Llama 3.1 405B Pretraining: Achieved in just 10 minutes using 5,120 Blackwell GPUs.
Llama 3.1 8B Pretraining: Completed in 5.2 minutes using 512 Blackwell Ultra GPUs.
Llama 2 70B LoRA Fine-tuning: Finished in 0.40 minutes using 512 Blackwell Ultra GPUs.
FLUX.1: Trained in 12.5 minutes using 1,152 Blackwell GPUs.

NVIDIA's Blackwell architecture incorporates hardware acceleration for FP4 data formats, including the NVIDIA-designed NVFP4 format. Blackwell GPUs offer twice the peak FP4 throughput per clock compared to FP8, while Blackwell Ultra GPUs increase this to three times that of FP8. According to the paper "Pretraining Large Language Models with NVFP4", NVFP4 provides better accuracy with the same number of tokens or achieves equivalent accuracy with significantly fewer tokens compared to MXFP4. The Blackwell Ultra GPUs feature several enhancements:

1.5x Peak NVFP4 Throughput: Updated Tensor Cores increase FP4 throughput per clock by 1.5x compared to Blackwell GPUs.
2x Softmax for Attention: Upgraded special function unit (SFU) provides 2x accelerated throughput for key softmax operations.
1.5x Larger HBM3e Capacity: Higher-capacity HBM3e stacks (12-Hi compared to 8-Hi) enable fitting the entire Llama 2 70B LoRA model in one GPU, eliminating CPU offloading and model-parallel communication overheads.

NVIDIA also leveraged the NVIDIA Quantum-X800 networking platform, featuring NVIDIA ConnectX-8 SuperNICs, NVIDIA Quantum-X800 InfiniBand switches, and NVIDIA LinkX cables, to connect the GB300 NVL72 racks forming the Theia cluster.
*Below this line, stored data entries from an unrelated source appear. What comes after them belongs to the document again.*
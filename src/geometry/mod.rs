//! Geometry addressing for the hexagonal solver model
//!
//! # Overview
//!
//! DIF3D knows nothing of rings, positions, and blocks of different heights.
//! It sees regions: a hex area at one level of a single axial mesh shared by
//! the whole core. This module provides the mapping.
//!
//! - [UniformMesh] is the shared axial mesh, by default the union of every
//!   block boundary
//! - [UniformCore] projects each assembly onto it with length-weighted
//!   compositions
//! - [RegionMap] is the bijection between (ring, position, axial cell) and
//!   the linear region index used by the solver
//! - [BoundaryConditions] and [AxialZone] describe the outer boundary and
//!   axial mesh cards
//!
//! The region index is built in a canonical order: assemblies sorted by ring
//! then position, then axial cells bottom to top. Only assemblies inside the
//! modeled domain are included, so a 1/3 core drops everything outside the
//! wedge.
//!
//! # Labels
//!
//! | Label  | Example  | Made from                             |
//! | ------ | -------- | ------------------------------------- |
//! | Zone   | `B0012E` | assembly number and axial character   |
//! | Area   | `A3002`  | ring (tens as a letter) and position  |
//! | Region | `A3002E` | area label and axial character        |
//!
//! # Example
//!
//! ```rust
//! # use dif3d::geometry::Addressing;
//! # use dif3d::model::Core;
//! # use dif3d::options::SolverOptions;
//! let json = r#"{
//!     "pitch": 16.0,
//!     "nuclides": [],
//!     "assemblies": [{
//!         "ring": 1, "position": 1, "number": 1,
//!         "blocks": [
//!             {"bottom": 0.0, "top": 50.0, "xs_suffix": "AA"},
//!             {"bottom": 50.0, "top": 100.0, "xs_suffix": "AB"}
//!         ]
//!     }]
//! }"#;
//!
//! let core = Core::from_json(json).unwrap();
//! let addressing = Addressing::new(&core, &SolverOptions::default()).unwrap();
//!
//! assert_eq!(addressing.regions.len(), 2);
//! assert_eq!(addressing.regions.labels(), vec!["A1001A", "A1001B"]);
//! assert_eq!(addressing.boundaries.geometry_number, 120);
//! ```

mod addressing;
mod axial;
mod labels;

#[doc(inline)]
pub use crate::geometry::addressing::{
    validate_core, Addressing, AxialZone, BoundaryConditions, Region, RegionMap,
};

#[doc(inline)]
pub use crate::geometry::axial::{
    UniformCell, UniformColumn, UniformCore, UniformMesh, ELEVATION_TOLERANCE,
};

#[doc(inline)]
pub use crate::geometry::labels::{
    area_label, axial_char, region_label, zone_label, MAX_AXIAL_CELLS,
};
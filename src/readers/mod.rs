//! Readers for the files DIF3D leaves behind

// internal modules
use crate::error::Result;
use crate::options::SolutionType;
use crate::result::SolverResult;

// standard library
use std::path::Path;

// files under the readers module
mod output_file;
pub mod parsers;
mod summary_file;

#[doc(inline)]
pub use crate::readers::output_file::OutputReader;

#[doc(inline)]
pub use crate::readers::summary_file::{OuterConvergence, RunSummary, SummaryReader, KEFF_TOLERANCE};

/// Read everything of interest from the printed DIF3D output
///
/// Returns a result containing the [SolverResult] extracted from the file at
/// `path`, requiring every solution type in `solution` to be present.
///
/// - `path` - Path to the output file, can be [&str], [String], [Path], etc...
/// - `solution` - Solution types that were requested from DIF3D
///
/// Example
/// ```ignore
/// // Read the real and adjoint eigenvalues and fluxes
/// let result = dif3d::read_output("path/to/dif3d.out", SolutionType::RealAndAdjoint)?;
/// ```
pub fn read_output<P: AsRef<Path>>(path: P, solution: SolutionType) -> Result<SolverResult> {
    let path: &Path = Path::new(path.as_ref());
    let mut reader = OutputReader::new();
    reader.disable_progress();
    reader.set_solution(solution);
    reader.parse(path)
}

/// Deserialise the binary `DIF3D` run summary file
///
/// Returns a Result containing a [RunSummary] with the convergence state,
/// eigenvalue and dominance ratio of the file at `path`.
pub fn read_summary_file<P: AsRef<Path>>(path: P) -> Result<RunSummary> {
    let path: &Path = Path::new(path.as_ref());
    let reader = SummaryReader::new();
    reader.parse(path)
}
//! Command line tool to write a DIF3D input from a core snapshot
//!
//! Reads a JSON core snapshot and optional solver options, addresses the
//! geometry on the uniform axial mesh, and renders the `A.DIF3D`, `A.NIP3`,
//! and `A.SUMMAR` blocks.
//!
//! # Usage
//!
//! ```text
//! Usage: d3dinp <core> [options]
//! ```
//!
//! Help is printed with the `-h` flag, and `--help` will show examples, default
//! values, examples, and any important behaviour.
//!
//! ## Options
//!
//! ### > How to change the solver settings
//!
//! Settings are read from a JSON file with `--options`. Anything not listed
//! in the file keeps its default.
//!
//! ```bash
//! # Real and adjoint nodal run with 60 outers at most
//! echo '{"solution": "real-and-adjoint", "max_outers": 60}' > opts.json
//! d3dinp core.json --options opts.json
//! ```
//!
//! ### > How to set the eigenvalue guess
//!
//! ```bash
//! # Start the outers from the last known eigenvalue
//! d3dinp core.json --keff 1.0083
//! ```

// crate modules
use dif3d::geometry::Addressing;
use dif3d::input::InputWriter;
use dif3d::model::Core;
use dif3d::options::SolverOptions;
use dif3d::utils::f;

// external crates
use anyhow::{Context, Result};
use clap::{arg, Parser};
use log::*;

#[doc(hidden)]
fn main() -> Result<()> {
    // set up the command line interface and match arguments
    let cli: Cli = Cli::parse();

    // set up logging (+2 to make 'Info' the default)
    let verbosity = cli.verbose as usize + 2;
    logging_init(verbosity, cli.quiet);

    let options = read_options(&cli)?;

    info!("Reading core snapshot from \"{}\"", cli.core);
    let core = Core::from_file(&cli.core).with_context(|| f!("Could not load {}", cli.core))?;

    let addressing = Addressing::new(&core, &options)?;

    let path = cli.output.clone().unwrap_or_else(|| options.input_file());
    info!("Writing input to \"{path}\"");
    InputWriter::new(&core, &options, &addressing)
        .keff_guess(cli.keff)
        .write(&path)?;

    info!(
        "  - {} regions, {} axial zones",
        addressing.regions.len(),
        addressing.axial_zones.len()
    );
    Ok(())
}

/// Write a DIF3D input file for a core snapshot
///
/// The core snapshot is a JSON export of the reactor model. Solver settings
/// come from an optional JSON options file, with every field defaulted.
///
/// Examples
/// --------
///
///  Typical use
///     $ d3dinp core.json
///
///  Custom settings and eigenvalue guess
///     $ d3dinp core.json --options opts.json --keff 1.0083
///
///  Change the output file name from '<label>.inp'
///     $ d3dinp core.json --output case.inp
///
#[doc(hidden)]
#[derive(Parser)]
#[command(
    verbatim_doc_comment,
    arg_required_else_help(true),
    before_help(banner()),
    after_help("Typical use: d3dinp core.json\n\nNOTE: --help shows more detail and examples"),
    term_width(70),
    hide_possible_values(true),
    override_usage("d3dinp <core> [options]")
)]
struct Cli {
    // * Positional
    /// Path to the JSON core snapshot
    #[arg(name = "core")]
    core: String,

    /// JSON file of solver options
    ///
    /// Every field is optional and defaults to a real, nodal, k-effective
    /// run with extrapolated boundaries.
    #[arg(help_heading("Input options"))]
    #[arg(long)]
    #[arg(value_name = "path")]
    options: Option<String>,

    /// Initial k-effective guess ('1.0' default)
    #[arg(help_heading("Input options"))]
    #[arg(short, long)]
    #[arg(value_name = "keff")]
    #[arg(default_value = "1.0")]
    keff: f64,

    /// Name of the input file ('<label>.inp' default)
    #[arg(help_heading("Input options"))]
    #[arg(short, long)]
    #[arg(value_name = "path")]
    output: Option<String>,

    // * Flags
    /// Verbose logging (-v, -vv)
    ///
    /// If specified, the default log level of INFO is increased to DEBUG (-v)
    /// or TRACE (-vv). Errors and Warnings are always logged unless in quiet
    /// (-q) mode.
    #[arg(short, long)]
    #[arg(action = clap::ArgAction::Count)]
    verbose: u8,

    /// Supress all log output (overrules --verbose)
    #[arg(short, long)]
    quiet: bool,
}

#[doc(hidden)]
fn read_options(cli: &Cli) -> Result<SolverOptions> {
    match &cli.options {
        Some(path) => {
            info!("Reading solver options from \"{path}\"");
            SolverOptions::from_file(path).with_context(|| f!("Could not load {path}"))
        }
        None => {
            debug!("Using default solver options");
            Ok(SolverOptions::default())
        }
    }
}

/// Sets up logging at runtime to allow for multiple verbosity levels
#[doc(hidden)]
fn logging_init(verbosity: usize, quiet: bool) {
    stderrlog::new()
        .modules(vec![
            module_path!(),
            "dif3d::geometry",
            "dif3d::input",
            "dif3d::options",
        ])
        .quiet(quiet)
        .verbosity(verbosity)
        .show_level(false)
        .color(stderrlog::ColorChoice::Never)
        .timestamp(stderrlog::Timestamp::Off)
        .init()
        .unwrap();
}

/// Creates a banner for the command line
#[doc(hidden)]
fn banner() -> String {
    let mut s = f!("{:-<1$}\n", "", 70);
    s += &f!("{:^70}\n", "DIF3D :: Input");
    s += &f!("{:-<1$}", "", 70);
    s
}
This marked the industry’s first 800 Gb/s networking submission to MLPerf Training. Software optimizations also played a crucial role. For the Llama 3.1 8B pretraining benchmark, NVIDIA used FP8 precision for the attention BMM inputs, resulting in up to 1.3x better performance in the attention kernel compared to BF16 precision. Other optimizations included a fused RoPE kernel in Transformer Engine and avoiding device-to-device memory copies.